Esos vídeos comenzaron a alterar una tranquila campaña con el foco en si la coalición de centroizquierda de Golob resistiría el empuje de la derecha, liderada por el ultranacionalista Jansa, que ha dirigido el Gobierno tres veces (2004-2008; 2012-2013; y 2020-2022).
En una de esas grabaciones, la exministra de Justicia Dominika Svarc Pipan asegura a un falso inversor británico que el director de la compañía energética estatal Gen-I "hará todo lo que Golob le diga".
Svarc Pipan confirmó que las grabaciones son reales pero denunció que fue víctima de una "trampa" y que los audios están manipulados y descontextualizados.
Mientras Jansa acusó al Ejecutivo de prácticas mafiosas, desde el Gobierno se denunció que se trataba de una operación de desprestigio con origen extranjero o en la oposición.
Mekina afirma que la campaña de desprestigio ha sido parecida a la vista en países como Hungría y Rumanía, y que ha tenido una ejecución muy profesional e iba filtrando material poco a poco para mantener la atención del público en el tramo final de la campaña.
El periodista asegura que ya ha informado a la Policía de todo lo que sabe, procurando siempre no poner en peligro a sus fuentes.
Desde el SDS se ha afirmado que no tiene ni siquiera constancia de la existencia de una empresa llamada Black Cube, fundada por antiguos agentes del Mosad, el servicio secreto de Israel.
También ha anunciado acciones legales contra quien vincule al partido con la empresa israelí.
El Gobierno de Golob ha sido, junto con el español y el irlandés, el más crítico con Israel por sus ataques indiscriminados contra la población civil en Gaza, y llegó a calificar a su primer ministro, Benjamín Netanyahu, de persona non grata.

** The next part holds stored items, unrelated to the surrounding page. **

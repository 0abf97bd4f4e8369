//! The two retrieval channels.

use std::sync::Arc;
use std::time::Duration;

use kbqa_core::error::{Error, Result, Stage};
use kbqa_core::traits::{Embedder, KeywordIndex, VectorIndex};
use kbqa_core::types::RetrievalHit;
use tracing::debug;

use crate::stage::{blocking_with_deadline, with_deadline};

/// Similarity in (0, 1] from a vector distance; smaller distances score higher.
pub fn distance_to_score(distance: f32) -> f32 {
    1.0 / (1.0 + distance.max(0.0))
}

/// Embeds the query and asks the vector index for its nearest neighbours.
pub struct DenseRetriever {
    embedder: Arc<dyn Embedder>,
    index: Arc<dyn VectorIndex>,
    embed_timeout: Duration,
    search_timeout: Duration,
}

impl DenseRetriever {
    pub fn new(embedder: Arc<dyn Embedder>, index: Arc<dyn VectorIndex>, embed_timeout: Duration, search_timeout: Duration) -> Self {
        Self { embedder, index, embed_timeout, search_timeout }
    }

    pub async fn retrieve(&self, query: &str, k: usize) -> Result<Vec<RetrievalHit>> {
        if k == 0 {
            return Ok(Vec::new());
        }
        let embedder = Arc::clone(&self.embedder);
        let texts = vec![query.to_string()];
        let embedded = blocking_with_deadline(Stage::Embed, self.embed_timeout, move || embedder.embed_batch(&texts)).await?;
        let vector = embedded.into_iter().next().ok_or_else(|| Error::Retrieval {
            stage: Stage::Embed,
            message: "embedder returned no vector".into(),
        })?;

        let matches = with_deadline(Stage::VectorSearch, self.search_timeout, self.index.query(&vector, k)).await?;
        debug!(hits = matches.len(), "dense retrieval");
        Ok(matches
            .into_iter()
            .take(k)
            .map(|m| RetrievalHit { id: m.id, score: distance_to_score(m.distance), metadata: m.metadata, text: m.text })
            .collect())
    }
}

/// Lexical retrieval. The index's own scores are discarded and replaced by a
/// rank-derived score (`k - rank`), which is all fusion needs.
pub struct SparseRetriever {
    index: Arc<dyn KeywordIndex>,
    timeout: Duration,
}

impl SparseRetriever {
    pub fn new(index: Arc<dyn KeywordIndex>, timeout: Duration) -> Self {
        Self { index, timeout }
    }

    #[allow(clippy::cast_precision_loss)]
    pub async fn retrieve(&self, query: &str, k: usize) -> Result<Vec<RetrievalHit>> {
        if k == 0 {
            return Ok(Vec::new());
        }
        let index = Arc::clone(&self.index);
        let q = query.to_string();
        let matches = blocking_with_deadline(Stage::KeywordSearch, self.timeout, move || index.search(&q, k)).await?;
        debug!(hits = matches.len(), "sparse retrieval");
        Ok(matches
            .into_iter()
            .take(k)
            .enumerate()
            .map(|(rank, m)| RetrievalHit {
                id: format!("bm25-{}-{}", m.metadata.source, m.metadata.block_idx),
                score: (k - rank) as f32,
                metadata: m.metadata,
                text: m.text,
            })
            .collect())
    }
}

En junio de 2024, el Parlamento esloveno reconoció al Estado de Palestina, con la oposición del partido de Jansa, un firme defensor de Netanyahu, y también con buenas relaciones con el ultranacionalista húngaro Viktor Orbán.
Golob ha afirmado que lo sucedido es "el mayor escándalo en la historia de Eslovenia" y ha acusado a la oposición conservadora de estar involucrada.
Las últimas encuestas auguran un apretado resultado, con el SDS de Jansa y el Movimiento por la Libertad de Golob empatados en torno al 22 o 23 % de los votos, pero con una ligera ventaja de escaños, 26 frente a 24, para el primero.
Con las actuales encuestas en la mano, los dos principales partidos tendrían que buscar socios para asegurar una mayoría parlamentaria de 46 diputados.